**WHAT YOU ARE ASKED TO DO**
When you write out the material, keep every line exactly as it is.

**GIVEN RECORDS**
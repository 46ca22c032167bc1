//! CSV import/export for hosts
//!
//! The grid itself only deals in tables of strings. These helpers let a host
//! seed a grid from CSV text and print table snapshots back out. Parsing uses
//! the csv crate (RFC 4180 quoting, custom delimiters).

use std::io::Cursor;

use thiserror::Error;

use crate::grid::Table;

/// Supported CSV delimiters
#[derive(Debug, Clone, Copy, PartialEq, Eq, Default)]
pub enum Delimiter {
    #[default]
    Comma,
    Tab,
    Pipe,
    Semicolon,
}

impl Delimiter {
    /// Get the character for this delimiter
    pub fn char(self) -> char {
        match self {
            Delimiter::Comma => ',',
            Delimiter::Tab => '\t',
            Delimiter::Pipe => '|',
            Delimiter::Semicolon => ';',
        }
    }

    /// Detect delimiter from file extension
    pub fn from_extension(ext: &str) -> Self {
        match ext.to_lowercase().as_str() {
            "tsv" => Delimiter::Tab,
            "psv" => Delimiter::Pipe,
            _ => Delimiter::Comma,
        }
    }
}

#[derive(Debug, Error)]
pub enum CsvError {
    #[error("CSV parse error at record {record}: {source}")]
    Parse {
        record: usize,
        #[source]
        source: csv::Error,
    },

    #[error("CSV write error: {0}")]
    Write(String),
}

/// Parse CSV content into a table
///
/// Ragged records are padded with empty cells to the widest record.
pub fn parse_csv(content: &str, delimiter: Delimiter) -> Result<Table, CsvError> {
    let mut reader = csv::ReaderBuilder::new()
        .delimiter(delimiter.char() as u8)
        .has_headers(false)
        .flexible(true)
        .from_reader(Cursor::new(content.as_bytes()));

    let mut rows: Vec<Vec<String>> = Vec::new();
    for (index, result) in reader.records().enumerate() {
        let record = result.map_err(|source| CsvError::Parse {
            record: index + 1,
            source,
        })?;
        rows.push(record.iter().map(str::to_string).collect());
    }

    Ok(Table::from_rows_padded(rows))
}

/// Detect delimiter by analyzing first few lines
pub fn detect_delimiter(content: &str) -> Delimiter {
    let first_lines: String = content.lines().take(5).collect::<Vec<_>>().join("\n");

    let comma_count = first_lines.matches(',').count();
    let tab_count = first_lines.matches('\t').count();
    let pipe_count = first_lines.matches('|').count();
    let semi_count = first_lines.matches(';').count();

    let max = comma_count.max(tab_count).max(pipe_count).max(semi_count);

    if max == 0 {
        return Delimiter::Comma;
    }

    if tab_count == max {
        Delimiter::Tab
    } else if pipe_count == max {
        Delimiter::Pipe
    } else if semi_count == max {
        Delimiter::Semicolon
    } else {
        Delimiter::Comma
    }
}

/// Serialize rows as CSV text, quoting where needed
pub fn write_csv(rows: &[Vec<String>], delimiter: Delimiter) -> Result<String, CsvError> {
    let mut writer = csv::WriterBuilder::new()
        .delimiter(delimiter.char() as u8)
        .flexible(true)
        .from_writer(Vec::new());

    for row in rows {
        writer
            .write_record(row)
            .map_err(|e| CsvError::Write(e.to_string()))?;
    }

    let bytes = writer
        .into_inner()
        .map_err(|e| CsvError::Write(e.to_string()))?;
    String::from_utf8(bytes).map_err(|e| CsvError::Write(e.to_string()))
}

#[cfg(test)]
mod tests {
    use super::*;

    #[test]
    fn test_parse_simple_csv() {
        let table = parse_csv("a,b,c\n1,2,3\n", Delimiter::Comma).unwrap();

        assert_eq!(table.row_count(), 2);
        assert_eq!(table.column_count(), 3);
        assert_eq!(table.get(0, 0), Ok("a"));
        assert_eq!(table.get(1, 2), Ok("3"));
    }

    #[test]
    fn test_parse_quoted_fields() {
        let content = r#""hello, world","test"
"with ""quotes""","normal"
"#;
        let table = parse_csv(content, Delimiter::Comma).unwrap();

        assert_eq!(table.get(0, 0), Ok("hello, world"));
        assert_eq!(table.get(1, 0), Ok("with \"quotes\""));
    }

    #[test]
    fn test_parse_ragged_rows_are_padded() {
        let table = parse_csv("a,b,c\n1,2\n", Delimiter::Comma).unwrap();

        assert_eq!(table.column_count(), 3);
        assert_eq!(table.get(1, 2), Ok(""));
    }

    #[test]
    fn test_parse_tsv() {
        let table = parse_csv("a\tb\n1\t2\n", Delimiter::Tab).unwrap();
        assert_eq!(table.get(0, 1), Ok("b"));
    }

    #[test]
    fn test_parse_empty() {
        let table = parse_csv("", Delimiter::Comma).unwrap();
        assert!(table.is_empty());
    }

    #[test]
    fn test_detect_delimiter() {
        assert_eq!(detect_delimiter("a,b,c\n1,2,3\n"), Delimiter::Comma);
        assert_eq!(detect_delimiter("a\tb\tc\n1\t2\t3\n"), Delimiter::Tab);
        assert_eq!(detect_delimiter("a|b|c\n1|2|3\n"), Delimiter::Pipe);
        assert_eq!(detect_delimiter("a;b;c\n1;2;3\n"), Delimiter::Semicolon);
        assert_eq!(detect_delimiter("plain"), Delimiter::Comma);
    }

    #[test]
    fn test_delimiter_from_extension() {
        assert_eq!(Delimiter::from_extension("CSV"), Delimiter::Comma);
        assert_eq!(Delimiter::from_extension("tsv"), Delimiter::Tab);
        assert_eq!(Delimiter::from_extension("psv"), Delimiter::Pipe);
    }

    #[test]
    fn test_write_csv_quotes_when_needed() {
        let rows = vec![
            vec!["a".to_string(), "b, c".to_string()],
            vec!["say \"hi\"".to_string(), String::new()],
        ];
        let text = write_csv(&rows, Delimiter::Comma).unwrap();
        assert_eq!(text, "a,\"b, c\"\n\"say \"\"hi\"\"\",\n");
    }
}
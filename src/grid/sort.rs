//! Display ordering of rows
//!
//! Sorting never reorders the table store; it produces the list of storage
//! row indices in display order.

use std::cmp::Ordering;

use super::model::{SortConfig, SortDirection, Table};

/// Storage row indices in display order
///
/// Without a sort key this is the identity order. With one, rows are ordered
/// by the key column's text compared UTF-16 code unit by code unit (plain
/// string order, not numeric). The sort is stable in both directions, so rows
/// with equal keys keep their storage order.
pub fn display_order(table: &Table, config: &SortConfig) -> Vec<usize> {
    let mut order: Vec<usize> = (0..table.row_count()).collect();

    let Some(key) = config.key.filter(|&key| key < table.column_count()) else {
        return order;
    };

    let rows = table.rows();
    order.sort_by(|&a, &b| {
        let ordering = compare_cells(&rows[a][key], &rows[b][key]);
        match config.direction {
            SortDirection::Ascending => ordering,
            SortDirection::Descending => ordering.reverse(),
        }
    });
    order
}

/// Rows of `table` in display order
pub fn sorted_rows<'a>(table: &'a Table, config: &SortConfig) -> Vec<&'a [String]> {
    display_order(table, config)
        .into_iter()
        .map(|row| table.rows()[row].as_slice())
        .collect()
}

/// Code-unit string comparison
///
/// Differs from `str::cmp` (which is code point order) only for characters
/// outside the Basic Multilingual Plane against U+E000..U+FFFF.
pub fn compare_cells(a: &str, b: &str) -> Ordering {
    a.encode_utf16().cmp(b.encode_utf16())
}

**ANSWER FOR THIS EXERCISE**
repository 46ca22c032167bc1
//! CSV import/export for hosts
//!
//! The grid itself only deals in tables of strings. These helpers let a host
//! seed a grid from CSV text and print table snapshots back out. Parsing uses
//! the csv crate (RFC 4180 quoting, custom delimiters).

use std::io::Cursor;

use thiserror::Error;

use crate::grid::Table;

/// Supported CSV delimiters
#[derive(Debug, Clone, Copy, PartialEq, Eq, Default)]
pub enum Delimiter {
    #[default]
    Comma,
    Tab,
    Pipe,
    Semicolon,
}

impl Delimiter {
    /// Get the character for this delimiter
    pub fn char(self) -> char {
        match self {
            Delimiter::Comma => ',',
            Delimiter::Tab => '\t',
            Delimiter::Pipe => '|',
            Delimiter::Semicolon => ';',
        }
    }

    /// Detect delimiter from file extension
    pub fn from_extension(ext: &str) -> Self {
        match ext.to_lowercase().as_str() {
            "tsv" => Delimiter::Tab,
            "psv" => Delimiter::Pipe,
            _ => Delimiter::Comma,
        }
    }
}

#[derive(Debug, Error)]
pub enum CsvError {
    #[error("CSV parse error at record {record}: {source}")]
    Parse {
        record: usize,
        #[source]
        source: csv::Error,
    },

    #[error("CSV write error: {0}")]
    Write(String),
}

/// Parse CSV content into a table
///
/// Ragged records are padded with empty cells to the widest record.
pub fn parse_csv(content: &str, delimiter: Delimiter) -> Result<Table, CsvError> {
    let mut reader = csv::ReaderBuilder::new()
        .delimiter(delimiter.char() as u8)
        .has_headers(false)
        .flexible(true)
        .from_reader(Cursor::new(content.as_bytes()));

    let mut rows: Vec<Vec<String>> = Vec::new();
    for (index, result) in reader.records().enumerate() {
        let record = result.map_err(|source| CsvError::Parse {
            record: index + 1,
            source,
        })?;
        rows.push(record.iter().map(str::to_string).collect());
    }

    Ok(Table::from_rows_padded(rows))
}

/// Detect delimiter by analyzing first few lines
pub fn detect_delimiter(content: &str) -> Delimiter {
    let first_lines: String = content.lines().take(5).collect::<Vec<_>>().join("\n");

    let comma_count = first_lines.matches(',').count();
    let tab_count = first_lines.matches('\t').count();
    let pipe_count = first_lines.matches('|').count();
    let semi_count = first_lines.matches(';').count();

    let max = comma_count.max(tab_count).max(pipe_count).max(semi_count);

    if max == 0 {
        return Delimiter::Comma;
    }

    if tab_count == max {
        Delimiter::Tab
    } else if pipe_count == max {
        Delimiter::Pipe
    } else if semi_count == max {
        Delimiter::Semicolon
    } else {
        Delimiter::Comma
    }
}

/// Serialize rows as CSV text, quoting where needed
pub fn write_csv(rows: &[Vec<String>], delimiter: Delimiter) -> Result<String, CsvError> {
    let mut writer = csv::WriterBuilder::new()
        .delimiter(delimiter.char() as u8)
        .flexible(true)
        .from_writer(Vec::new());

    for row in rows {
        writer
            .write_record(row)
            .map_err(|e| CsvError::Write(e.to_string()))?;
    }

    let bytes = writer
        .into_inner()
        .map_err(|e| CsvError::Write(e.to_string()))?;
    String::from_utf8(bytes).map_err(|e| CsvError::Write(e.to_string()))
}

#[cfg(test)]
mod tests {
    use super::*;

    #[test]
    fn test_parse_simple_csv() {
        let table = parse_csv("a,b,c\n1,2,3\n", Delimiter::Comma).unwrap();

        assert_eq!(table.row_count(), 2);
        assert_eq!(table.column_count(), 3);
        assert_eq!(table.get(0, 0), Ok("a"));
        assert_eq!(table.get(1, 2), Ok("3"));
    }

    #[test]
    fn test_parse_quoted_fields() {
        let content = r#""hello, world","test"
"with ""quotes""","normal"
"#;
        let table = parse_csv(content, Delimiter::Comma).unwrap();

        assert_eq!(table.get(0, 0), Ok("hello, world"));
        assert_eq!(table.get(1, 0), Ok("with \"quotes\""));
    }

    #[test]
    fn test_parse_ragged_rows_are_padded() {
        let table = parse_csv("a,b,c\n1,2\n", Delimiter::Comma).unwrap();

        assert_eq!(table.column_count(), 3);
        assert_eq!(table.get(1, 2), Ok(""));
    }

    #[test]
    fn test_parse_tsv() {
        let table = parse_csv("a\tb\n1\t2\n", Delimiter::Tab).unwrap();
        assert_eq!(table.get(0, 1), Ok("b"));
    }

    #[test]
    fn test_parse_empty() {
        let table = parse_csv("", Delimiter::Comma).unwrap();
        assert!(table.is_empty());
    }

    #[test]
    fn test_detect_delimiter() {
        assert_eq!(detect_delimiter("a,b,c\n1,2,3\n"), Delimiter::Comma);
        assert_eq!(detect_delimiter("a\tb\tc\n1\t2\t3\n"), Delimiter::Tab);
        assert_eq!(detect_delimiter("a|b|c\n1|2|3\n"), Delimiter::Pipe);
        assert_eq!(detect_delimiter("a;b;c\n1;2;3\n"), Delimiter::Semicolon);
        assert_eq!(detect_delimiter("plain"), Delimiter::Comma);
    }

    #[test]
    fn test_delimiter_from_extension() {
        assert_eq!(Delimiter::from_extension("CSV"), Delimiter::Comma);
        assert_eq!(Delimiter::from_extension("tsv"), Delimiter::Tab);
        assert_eq!(Delimiter::from_extension("psv"), Delimiter::Pipe);
    }

    #[test]
    fn test_write_csv_quotes_when_needed() {
        let rows = vec![
            vec!["a".to_string(), "b, c".to_string()],
            vec!["say \"hi\"".to_string(), String::new()],
        ];
        let text = write_csv(&rows, Delimiter::Comma).unwrap();
        assert_eq!(text, "a,\"b, c\"\n\"say \"\"hi\"\"\",\n");
    }
}
filename src/grid/sort.rs
//! Display ordering of rows
//!
//! Sorting never reorders the table store; it produces the list of storage
//! row indices in display order.

use std::cmp::Ordering;

use super::model::{SortConfig, SortDirection, Table};

/// Storage row indices in display order
///
/// Without a sort key this is the identity order. With one, rows are ordered
/// by the key column's text compared UTF-16 code unit by code unit (plain
/// string order, not numeric). The sort is stable in both directions, so rows
/// with equal keys keep their storage order.
pub fn display_order(table: &Table, config: &SortConfig) -> Vec<usize> {
    let mut order: Vec<usize> = (0..table.row_count()).collect();

    let Some(key) = config.key.filter(|&key| key < table.column_count()) else {
        return order;
    };

    let rows = table.rows();
    order.sort_by(|&a, &b| {
        let ordering = compare_cells(&rows[a][key], &rows[b][key]);
        match config.direction {
            SortDirection::Ascending => ordering,
            SortDirection::Descending => ordering.reverse(),
        }
    });
    order
}

/// Rows of `table` in display order
pub fn sorted_rows<'a>(table: &'a Table, config: &SortConfig) -> Vec<&'a [String]> {
    display_order(table, config)
        .into_iter()
        .map(|row| table.rows()[row].as_slice())
        .collect()
}

/// Code-unit string comparison
///
/// Differs from `str::cmp` (which is code point order) only for characters
/// outside the Basic Multilingual Plane against U+E000..U+FFFF.
pub fn compare_cells(a: &str, b: &str) -> Ordering {
    a.encode_utf16().cmp(b.encode_utf16())
}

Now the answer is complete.